An early use of the exponentiation operator is in D.H.D. Warren's Thesis of 1977 in the example for symbolic differentiation. (It is at least not mentioned in Philippe Roussel's 1975 manual). Throughout the thesis and the 1978 User's guide, the ~ character is used consistently where one would expect a ^ like in integers are restricted to the range -2~17 to 2~17-1 , ie. -131072 to 131071. The declaration was the following and is unchanged since 1982.
:- op(300, xfy, ~). % 1977
:- op(200, xfy, ^). % 1982 - today
From 1982 on, it was used in quantification of setof/3 and bagof/3 but also as lambdas in natural language parsers. For all these uses it already had the right associativity and priority. As an evaluable functor it was present in several systems.
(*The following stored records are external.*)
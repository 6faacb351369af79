//! Conversion of generic rule nodes into typed rule configurations.

use serde::de::DeserializeOwned;
use thiserror::Error;

use crate::config::RuleNode;
use crate::persist::MetadataPersistConfig;
use crate::rule::{RuleConfiguration, RuleKind, RuleSet};

/// Error converting a rule node.
#[derive(Debug, Error)]
pub enum SwapError {
    #[error("server.rules[{index}]: unsupported rule type '{kind}'")]
    UnsupportedKind { index: usize, kind: String },

    #[error("server.rules[{index}] ({kind}): {source}")]
    Malformed {
        index: usize,
        kind: String,
        #[source]
        source: toml::de::Error,
    },
}

/// Convert rule nodes, preserving declaration order.
pub fn swap_to_rule_configurations(nodes: &[RuleNode]) -> Result<RuleSet, SwapError> {
    nodes
        .iter()
        .enumerate()
        .map(|(index, node)| swap_node(index, node))
        .collect::<Result<Vec<_>, _>>()
        .map(RuleSet::new)
}

fn swap_node(index: usize, node: &RuleNode) -> Result<RuleConfiguration, SwapError> {
    let kind = RuleKind::from_tag(&node.kind).ok_or_else(|| SwapError::UnsupportedKind {
        index,
        kind: node.kind.clone(),
    })?;

    let rule = match kind {
        RuleKind::Sharding => RuleConfiguration::Sharding(decode(index, node)?),
        RuleKind::Encrypt => RuleConfiguration::Encrypt(decode(index, node)?),
        RuleKind::ReadwriteSplitting => {
            RuleConfiguration::ReadwriteSplitting(decode(index, node)?)
        }
        RuleKind::MetadataPersist => {
            RuleConfiguration::MetadataPersist(decode::<MetadataPersistConfig>(index, node)?)
        }
    };

    Ok(rule)
}

fn decode<T: DeserializeOwned>(index: usize, node: &RuleNode) -> Result<T, SwapError> {
    toml::Value::Table(node.body.clone())
        .try_into()
        .map_err(|source| SwapError::Malformed {
            index,
            kind: node.kind.clone(),
            source,
        })
}
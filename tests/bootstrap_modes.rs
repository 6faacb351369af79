//! Startup mode selection scenarios.

use std::collections::BTreeMap;
use std::time::Duration;

use sharding_proxy::bootstrap::{
    create_bootstrap_initializer, BootstrapError, BootstrapInitializer, StartupMode,
};
use sharding_proxy::governance::{GovernanceError, GovernanceProviderRegistry};
use sharding_proxy::lifecycle::startup;
use sharding_proxy::persist::{DefaultRepositoryFactory, MetadataPersistConfig};
use sharding_proxy::Shutdown;

mod common;

use common::{config, CountingProvider, RecordingFactory};

fn counting_registry() -> (GovernanceProviderRegistry, CountingProvider) {
    let provider = CountingProvider::default();
    let mut registry = GovernanceProviderRegistry::new();
    registry.register(provider.clone());
    (registry, provider)
}

#[test]
fn test_standard_with_first_persist_rule() {
    let config = config(
        r#"
        [[server.rules]]
        type = "sharding"
        tables = ["t_order"]

        [[server.rules]]
        type = "metadata_persist"
        persist_type = "ZooKeeper"
        overwrite = false
        props = { ns = "/ss" }
        "#,
    );
    let factory = RecordingFactory::default();
    let (registry, provider) = counting_registry();

    let initializer = create_bootstrap_initializer(&config, &factory, &registry).unwrap();

    let expected = MetadataPersistConfig {
        persist_type: "ZooKeeper".into(),
        overwrite: false,
        props: BTreeMap::from([("ns".to_string(), "/ss".to_string())]),
    };
    assert_eq!(initializer.mode(), StartupMode::Standard);
    match &initializer {
        BootstrapInitializer::Standard(standard) => {
            assert_eq!(standard.persist_config(), &expected)
        }
        other => panic!("expected standard initializer, got {other:?}"),
    }
    assert_eq!(factory.calls(), vec![expected]);
    assert_eq!(provider.count(), 0);
}

#[test]
fn test_standard_with_default_persist_config() {
    let config = config("");
    let factory = RecordingFactory::default();
    let (registry, provider) = counting_registry();

    let initializer = create_bootstrap_initializer(&config, &factory, &registry).unwrap();

    assert_eq!(initializer.mode(), StartupMode::Standard);
    let calls = factory.calls();
    assert_eq!(calls.len(), 1);
    assert_eq!(calls[0].persist_type, "Local");
    assert!(calls[0].overwrite);
    assert!(calls[0].props.is_empty());
    assert_eq!(provider.count(), 0);
}

#[test]
fn test_later_persist_rules_are_ignored() {
    let config = config(
        r#"
        [[server.rules]]
        type = "metadata_persist"
        persist_type = "Local"
        overwrite = false

        [[server.rules]]
        type = "metadata_persist"
        persist_type = "Etcd"
        "#,
    );
    let factory = RecordingFactory::default();

    create_bootstrap_initializer(&config, &factory, &GovernanceProviderRegistry::default())
        .unwrap();

    let calls = factory.calls();
    assert_eq!(calls.len(), 1);
    assert_eq!(calls[0].persist_type, "Local");
    assert!(!calls[0].overwrite);
}

#[test]
fn test_governance_present_selects_governance() {
    let config = config(
        r#"
        [[server.rules]]
        type = "sharding"

        [server.governance]
        namespace = "/gov"
        servers = "host:2181"
        "#,
    );
    let factory = RecordingFactory::default();
    let (registry, provider) = counting_registry();

    let initializer = create_bootstrap_initializer(&config, &factory, &registry).unwrap();

    assert_eq!(initializer.mode(), StartupMode::Governance);
    match &initializer {
        BootstrapInitializer::Governance(governance) => {
            let rule = governance.rule();
            assert_eq!(rule.config().name, "/gov");
            assert_eq!(rule.config().registry_center.server_lists, "host:2181");
        }
        other => panic!("expected governance initializer, got {other:?}"),
    }
    assert!(factory.calls().is_empty());
    assert_eq!(provider.count(), 1);
}

#[test]
fn test_governance_path_ignores_rule_list() {
    // A rule list that could not be converted does not matter in cluster mode.
    let config = config(
        r#"
        [[server.rules]]
        type = "shadow"

        [[server.rules]]
        type = "metadata_persist"
        persist_type = "Local"

        [server.governance]
        namespace = "/gov"
        servers = "host:2181"
        "#,
    );
    let factory = RecordingFactory::default();

    let initializer =
        create_bootstrap_initializer(&config, &factory, &GovernanceProviderRegistry::default())
            .unwrap();

    assert_eq!(initializer.mode(), StartupMode::Governance);
    assert!(factory.calls().is_empty());
}

#[test]
fn test_malformed_governance_is_fatal() {
    let config = config(
        r#"
        [server.governance]
        namespace = "/gov"
        "#,
    );
    let factory = RecordingFactory::default();

    let err = create_bootstrap_initializer(&config, &factory, &GovernanceProviderRegistry::default())
        .err()
        .unwrap();

    assert!(matches!(
        err,
        BootstrapError::Governance(GovernanceError::Shape(_))
    ));
    assert!(factory.calls().is_empty());
}

#[test]
fn test_unsupported_rule_fails_standard_startup() {
    let config = config(
        r#"
        [[server.rules]]
        type = "shadow"
        "#,
    );

    let err = create_bootstrap_initializer(
        &config,
        &RecordingFactory::default(),
        &GovernanceProviderRegistry::default(),
    )
    .err()
    .unwrap();
    assert!(matches!(err, BootstrapError::Rule(_)));
}

#[tokio::test]
async fn test_standard_init_serves_until_shutdown() {
    let config = config(
        r#"
        [listener]
        bind_host = "127.0.0.1"

        [[server.rules]]
        type = "sharding"
        tables = ["t_order"]
        "#,
    );
    let initializer = create_bootstrap_initializer(
        &config,
        &DefaultRepositoryFactory,
        &GovernanceProviderRegistry::default(),
    )
    .unwrap();

    let repository = match &initializer {
        BootstrapInitializer::Standard(standard) => standard.repository().clone(),
        other => panic!("expected standard initializer, got {other:?}"),
    };

    let shutdown = Shutdown::new();
    let rx = shutdown.subscribe();
    let handle = tokio::spawn(async move { initializer.init(&config, 0, rx).await });

    tokio::time::sleep(Duration::from_millis(100)).await;
    shutdown.trigger();

    let result = tokio::time::timeout(Duration::from_secs(5), handle)
        .await
        .unwrap()
        .unwrap();
    assert!(result.is_ok());
    assert!(repository.get("/rules/0-sharding").unwrap().is_some());
}

#[tokio::test]
async fn test_governance_init_serves_until_shutdown() {
    let config = config(
        r#"
        [listener]
        bind_host = "127.0.0.1"

        [server.governance]
        name = "governance_ds"
        [server.governance.registry_center]
        server_lists = "zk-0:2181,zk-1:2181"
        "#,
    );
    let initializer = create_bootstrap_initializer(
        &config,
        &DefaultRepositoryFactory,
        &GovernanceProviderRegistry::default(),
    )
    .unwrap();

    let shutdown = Shutdown::new();
    let rx = shutdown.subscribe();
    shutdown.trigger();

    let result = tokio::time::timeout(Duration::from_secs(5), initializer.init(&config, 0, rx))
        .await
        .unwrap();
    assert!(result.is_ok());
}

#[tokio::test]
async fn test_run_returns_startup_error_to_caller() {
    let config = config(
        r#"
        [[server.rules]]
        type = "metadata_persist"
        persist_type = "Etcd"
        "#,
    );

    let result = tokio::time::timeout(
        Duration::from_secs(5),
        startup::run(config, 0, Shutdown::new()),
    )
    .await
    .unwrap();
    assert!(matches!(result, Err(BootstrapError::Persist(_))));
}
The first system to use (^)/2 as an evaluable functor meaning power is probably C-Prolog.
Compared to this heritage, the (**)/2 appeared in Prolog relatively late, most probably inspired by Fortran. It was proposed for inclusion (N80 1991-07, Paris papers) shortly before the first Committee Draft (CD 1992). Systems provided it also as exp/2.
(**)/2 has the same priority as (^)/2 but does not have any associativity, which at first might strike as odd, since there are quite some cases, where it is common to have exponentiation twice. Most prominently, the Gaussian function in its simplest form
e-x2
Instead of using the constant e and exponentiation, a special evaluable functor exp/1 is provided. Above is thus written as exp(- X**2). In fact, also Wikipedia uses this notation. Given this functor, there are no needs for associativity in this common case.
Should there actually be one, I would be very interested to see it.
Compared to other systems it seems quite common to offer two kinds of exponentiation. Think of Haskell which has ^ and **.
To conclude: There does not seem to be a frequent case where nested float exponentiation is needed. So minimal support seems to be preferable.
#false answered your first question.
The example you give is due to the following difference:
?- integer(-1).
true.
?- X = 1, integer(-X).
false.
and the following precedences:
?- current_op(X, xfx, **).
X = 200.
?- current_op(X, fy, -).
X = 200.
The reason (not justification) for the inconsistency is that in the original standard from 1995 only **/2 was an arithmetic exponentiation operator, while ^/2 was only used for quantifying variables in bagof/3 and setof/3. For the latter use, it made sense to have right-associativity, so you could write X^Y^foo(X,Y,Z). Why **/2 was not given xfy associativity I don't know (it would have been consistent with Fortran, for instance).
The ^/2 as an exponentiation operator was added in a 2012 "corrigendum", without revising the syntax, leading to the current inconsistency.
But note that you can simply fix this yourself by adding a directive
:- op(200, xfy, **).
This is unlikely to cause any problems. Moreover, in many modern Prologs operator declarations are effective only locally in a module.